Page 1 of 1

wifi cautionary tale

Posted: Sun Sep 14, 2014 1:07 am
by kerberos
I encountered multiple hardware failures while bootstrapping a new Model B RPI with a generic wifi adapter based on the MediaTek RT5370 chipset. Dr Google and his associates provided plentiful advice of dubious value. Eventually, the story had a happy ending. If you're searching for a solution to a similar problem, you might find the following to be helpful. Warning though, it's long and not particularly entertaining.

The 802.1N adapter I am using is tiny: slightly bigger in cross-section than a USB connector, it protrudes just 5-10 mm from the socket. It has a pin-head-sized blue LED that faces the same way as the row of LEDs on the component side of the RPI mainboard. The lsusb command will produce something like:

Code: Select all

Bus 00m Device 00n: ID 148f:5370 Ralink Technology, Corp. RT5370 Wireless Adapter
The initial deployment wasn't entirely smooth. After the first boot I completed the configuration while connected to our wired LAN. The RT5370 adapter was connected during the latter part of the set up. I noted these anomalies:
  • hot-plugging the RT5370 adapter causes a crash reboot.
  • MeteoHub cannot connect to an AP with a hidden SSID.
  • "normal" boot-up time is in the 25 - 35 second range.
Things got a little bumpy when I moved the RPI to its permanent home. When disconnected from the wired network, between 1 minute 35 and 2 minutes elapses from power up to appearance of the blue light on the RT5370. It can then take a further 15-20 seconds to complete the start-up process. I've now observed this many times. All activity ceases for 75 - 95 seconds. These delays are reflected by entries from the kernel (dmesg) ring buffer.

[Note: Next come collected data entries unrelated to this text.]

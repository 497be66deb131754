// SPDX-License-Identifier: BUSL-1.1
// Copyright (c) 2026 Alfred Jean LLC

//! Store error types

use crate::wal::WalError;
use thiserror::Error;

/// Errors surfaced by event store backends.
///
/// `Unavailable` and `Wal(Io)` are transient by convention; the engine does
/// not retry them itself beyond the next dispatch pass.
#[derive(Debug, Error)]
pub enum StoreError {
    #[error("store unavailable: {0}")]
    Unavailable(String),
    #[error("WAL error: {0}")]
    Wal(#[from] WalError),
    #[error("WAL watch failed: {0}")]
    Watch(#[from] notify::Error),
    #[error("{kind} not found: {id}")]
    NotFound { kind: String, id: String },
}

impl StoreError {
    pub fn not_found(kind: impl Into<String>, id: impl Into<String>) -> Self {
        StoreError::NotFound {
            kind: kind.into(),
            id: id.into(),
        }
    }

    /// Whether retrying the same call later may succeed
    pub fn is_transient(&self) -> bool {
        matches!(self, StoreError::Unavailable(_) | StoreError::Wal(WalError::Io(_)))
    }
}
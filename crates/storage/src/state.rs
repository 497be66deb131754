// SPDX-License-Identifier: BUSL-1.1
// Copyright (c) 2026 Alfred Jean LLC

//! Materialized state built by applying operations in log order

use evr_core::{Event, Operation, Resource};
use std::collections::HashMap;

/// Resources and events as of the last applied operation
#[derive(Debug, Default, Clone)]
pub struct MaterializedState {
    /// Keyed by (kind, id)
    resources: HashMap<(String, String), Resource>,
    /// In append order
    events: Vec<Event>,
    /// Event id -> position in `events`
    event_index: HashMap<String, usize>,
}

impl MaterializedState {
    /// Apply an operation to update the state
    pub fn apply(&mut self, op: &Operation) {
        match op {
            Operation::ResourcePut { resource } => {
                self.resources.insert(
                    (resource.kind.clone(), resource.id.clone()),
                    resource.clone(),
                );
            }

            Operation::ResourceDelete { kind, id, at } => {
                if let Some(resource) = self.resources.get_mut(&(kind.clone(), id.clone())) {
                    if resource.deleted_at.is_none() {
                        resource.deleted_at = Some(*at);
                        resource.updated_at = *at;
                    }
                }
            }

            Operation::EventAppend { event } => {
                if self.event_index.contains_key(&event.id) {
                    tracing::warn!(event_id = %event.id, "duplicate event append ignored");
                    return;
                }
                self.event_index.insert(event.id.clone(), self.events.len());
                self.events.push(event.clone());
            }

            Operation::EventReconciled { id, at } => {
                if let Some(event) = self.event_mut(id) {
                    event.reconcile(*at);
                }
            }
        }
    }

    pub fn event(&self, id: &str) -> Option<&Event> {
        self.event_index.get(id).and_then(|&i| self.events.get(i))
    }

    fn event_mut(&mut self, id: &str) -> Option<&mut Event> {
        let i = *self.event_index.get(id)?;
        self.events.get_mut(i)
    }

    /// All events in append order
    pub fn events(&self) -> &[Event] {
        &self.events
    }

    /// Pending events ordered by `created_at`, ties in append order
    pub fn unreconciled(&self, source: Option<&str>) -> Vec<Event> {
        let mut pending: Vec<Event> = self
            .events
            .iter()
            .filter(|e| e.reconciled_at.is_none())
            .filter(|e| source.map_or(true, |s| e.source == s))
            .cloned()
            .collect();
        pending.sort_by_key(|e| e.created_at);
        pending
    }

    /// Resource by kind and id, including soft-deleted ones
    pub fn resource(&self, kind: &str, id: &str) -> Option<&Resource> {
        self.resources.get(&(kind.to_string(), id.to_string()))
    }

    /// Live resources of a kind, oldest first
    pub fn resources_of(&self, kind: &str) -> Vec<Resource> {
        let mut found: Vec<Resource> = self
            .resources
            .values()
            .filter(|r| r.kind == kind && !r.is_deleted())
            .cloned()
            .collect();
        found.sort_by(|a, b| a.created_at.cmp(&b.created_at).then_with(|| a.id.cmp(&b.id)));
        found
    }
}

#[cfg(test)]
#[path = "state_tests.rs"]
mod tests;
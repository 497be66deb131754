// SPDX-License-Identifier: BUSL-1.1
// Copyright (c) 2026 Alfred Jean LLC

//! Advisory locks
//!
//! A lock is identified by `(lock_type, resource_id)`. At most one owner holds
//! a given key at a time across everything sharing the backend. Callers
//! normally go through [`LockFactory::lock`] / [`LockFactory::try_lock`],
//! which hand back a [`LockGuard`] that releases on every exit path.

mod file;
mod memory;
mod traced;

pub use file::FileLockFactory;
pub use memory::MemoryLockFactory;
pub use traced::TracedLockFactory;

use async_trait::async_trait;
use evr_core::{LockKey, OwnerId};
use thiserror::Error;

/// Errors from the lock backend. Contention is not an error.
#[derive(Debug, Error)]
pub enum LockError {
    #[error("lock backend unavailable: {0}")]
    Unavailable(String),
    #[error("lock I/O error: {0}")]
    Io(#[from] std::io::Error),
}

/// Factory for session-scoped exclusive locks
#[async_trait]
pub trait LockFactory: Clone + Send + Sync + 'static {
    /// Wait until the lock is granted. No timeout is imposed; dropping the
    /// future gives up the wait without leaving the lock held.
    async fn acquire_blocking(&self, resource_id: &str, lock_type: &str)
        -> Result<OwnerId, LockError>;

    /// Try once. `Ok(None)` means someone else holds the lock.
    async fn acquire_non_blocking(
        &self,
        resource_id: &str,
        lock_type: &str,
    ) -> Result<Option<OwnerId>, LockError>;

    /// Release a lock. Returns false if `owner` holds nothing.
    fn release(&self, owner: &OwnerId) -> bool;

    /// Number of locks currently held through this factory
    fn outstanding(&self) -> usize;

    /// Acquire (blocking) and wrap the owner in a guard
    async fn lock(&self, resource_id: &str, lock_type: &str) -> Result<LockGuard<Self>, LockError>
    where
        Self: Sized,
    {
        let owner = self.acquire_blocking(resource_id, lock_type).await?;
        Ok(LockGuard::new(
            self.clone(),
            owner,
            LockKey::new(resource_id, lock_type),
        ))
    }

    /// Acquire (non-blocking) and wrap the owner in a guard
    async fn try_lock(
        &self,
        resource_id: &str,
        lock_type: &str,
    ) -> Result<Option<LockGuard<Self>>, LockError>
    where
        Self: Sized,
    {
        let owner = self.acquire_non_blocking(resource_id, lock_type).await?;
        Ok(owner.map(|owner| LockGuard::new(self.clone(), owner, LockKey::new(resource_id, lock_type))))
    }
}

/// Holds an acquired lock and releases it when dropped, including during
/// unwinding.
#[must_use = "the lock is released as soon as the guard is dropped"]
pub struct LockGuard<L: LockFactory> {
    factory: L,
    owner: Option<OwnerId>,
    key: LockKey,
}

impl<L: LockFactory> LockGuard<L> {
    pub fn new(factory: L, owner: OwnerId, key: LockKey) -> Self {
        Self {
            factory,
            owner: Some(owner),
            key,
        }
    }

    pub fn key(&self) -> &LockKey {
        &self.key
    }

    pub fn owner(&self) -> Option<&OwnerId> {
        self.owner.as_ref()
    }

    /// Release now instead of at end of scope
    pub fn release(mut self) {
        self.release_inner();
    }

    fn release_inner(&mut self) {
        if let Some(owner) = self.owner.take() {
            if !self.factory.release(&owner) {
                tracing::warn!(key = %self.key, owner = %owner, "lock was not held at release");
            }
        }
    }
}

impl<L: LockFactory> Drop for LockGuard<L> {
    fn drop(&mut self) {
        self.release_inner();
    }
}

impl<L: LockFactory> std::fmt::Debug for LockGuard<L> {
    fn fmt(&self, f: &mut std::fmt::Formatter<'_>) -> std::fmt::Result {
        f.debug_struct("LockGuard")
            .field("key", &self.key)
            .field("owner", &self.owner)
            .finish()
    }
}

#[cfg(test)]
#[path = "guard_tests.rs"]
mod tests;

This snapshot is typical of what happens when both wired (eth0) and wireless (wlan0) adapters are present:

Code: Select all

[   18.394173] smsc95xx 1-1.1:1.0 eth0: hardware isn't capable of remote wakeup
[   18.951169] NET: Registered protocol family 10
[   18.970496] IPv6: ADDRCONF(NETDEV_UP): eth0: link is not ready
[   19.069616] ieee80211 phy0: rt2x00lib_request_firmware: Info - Loading firmware file 'rt2870.bin'
[   19.098913] ieee80211 phy0: rt2x00lib_request_firmware: Info - Firmware detected - version: 0.29
[   19.469865] IPv6: ADDRCONF(NETDEV_UP): wlan0: link is not ready
[   19.906459] IPv6: ADDRCONF(NETDEV_CHANGE): eth0: link becomes ready
By contrast, when only the wireless adapter is present, we experience a lengthy delay:

Code: Select all

[   18.963838] IPv6: ADDRCONF(NETDEV_UP): eth0: link is not ready
[  113.492075] ieee80211 phy0: rt2x00lib_request_firmware: Info - Loading firmware file 'rt2870.bin'
After 7 hours of reading, experimenting and tweaking, I rebooted the RPI and left it "in production". About 3 days later it locked up. During the intervening period it had been logging and pushing aggregated data to Weather Underground and the Meteoplug server. I was able to restart it by cycling the power. It then failed several more times. The gap between each failure became shorter each time. Eventually the RT5370 adapter would not connect after cycling the power.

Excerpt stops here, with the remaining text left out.